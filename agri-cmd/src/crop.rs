//! Crop analysis commands: one-shot report and polling watch.

use crate::report::crop_report;
use agri_core::api::AnalyticsClient;
use agri_core::crop::{ApplyOutcome, CropAnalysisState};
use agri_core::wire::CropAnalysisResponse;
use agri_core::FetchError;
use log::info;
use std::future::Future;
use std::time::Duration;
use tokio::time::MissedTickBehavior;

/// Fetch crop analytics once and print the report.
///
/// Unlike the dashboard, a one-shot command has no previous snapshot to fall
/// back on, so a failed fetch is returned as an error.
pub async fn run_crop_analysis(client: &AnalyticsClient, field: Option<&str>) -> anyhow::Result<()> {
    let mut state = CropAnalysisState::new();
    let token = state.begin_refresh();
    let result = client.crop_analysis().await;
    if let Err(e) = &result {
        anyhow::bail!(
            "Failed to fetch {}: {}",
            client.config().crop_analysis_url(),
            e
        );
    }
    state.apply(token, result);
    if let Some(id) = field {
        state.select_field(id);
        if state.selected_field().is_none() {
            info!("Field {} is not in the current field list", id);
        }
    }
    println!("{}", crop_report(&state));
    Ok(())
}

pub struct WatchOptions {
    pub period: Duration,
    pub field: Option<String>,
    /// Stop after this many refreshes; run until interrupted when `None`
    pub max_polls: Option<u32>,
}

/// Poll `fetch` immediately and then every `options.period`, reconciling each
/// outcome into a `CropAnalysisState`.
///
/// `on_refresh` sees the state after every refresh together with its outcome.
/// Returns the final state once `max_polls` is reached or Ctrl-C is pressed;
/// the interval is dropped (cancelled) on return.
pub async fn watch<F, Fut, R>(
    mut fetch: F,
    options: &WatchOptions,
    mut on_refresh: R,
) -> CropAnalysisState
where
    F: FnMut() -> Fut,
    Fut: Future<Output = Result<CropAnalysisResponse, FetchError>>,
    R: FnMut(&CropAnalysisState, ApplyOutcome),
{
    let mut state = CropAnalysisState::new();
    let mut ticker = tokio::time::interval(options.period);
    ticker.set_missed_tick_behavior(MissedTickBehavior::Delay);

    let shutdown = tokio::signal::ctrl_c();
    tokio::pin!(shutdown);

    let mut polls: u32 = 0;
    loop {
        tokio::select! {
            _ = ticker.tick() => {
                let token = state.begin_refresh();
                let result = fetch().await;
                let outcome = state.apply(token, result);
                if let Some(id) = options.field.as_deref() {
                    state.select_field(id);
                }
                on_refresh(&state, outcome);

                polls += 1;
                if options.max_polls.is_some_and(|max| polls >= max) {
                    break;
                }
            }
            _ = &mut shutdown => {
                info!("Interrupted, stopping watch");
                break;
            }
        }
    }
    state
}

/// Watch the analytics service and print the report after every refresh
/// that changed the snapshot.
pub async fn run_watch(client: &AnalyticsClient, options: &WatchOptions) -> anyhow::Result<()> {
    info!(
        "Watching {} every {}s",
        client.config().crop_analysis_url(),
        options.period.as_secs()
    );
    watch(
        || client.crop_analysis(),
        options,
        |state, outcome| match outcome {
            ApplyOutcome::Applied => println!("{}\n", crop_report(state)),
            ApplyOutcome::Failed if state.has_loaded() => {
                info!("Refresh failed; keeping the last snapshot")
            }
            ApplyOutcome::Failed | ApplyOutcome::Stale => {}
        },
    )
    .await;
    Ok(())
}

▶ WORK INSTRUCTION
Your reply should hold every line from the data that contains "token", copied in full.

▶ YOUR SOLUTION
    let token = state.begin_refresh();
    state.apply(token, result);
                let token = state.begin_refresh();
                let outcome = state.apply(token, result);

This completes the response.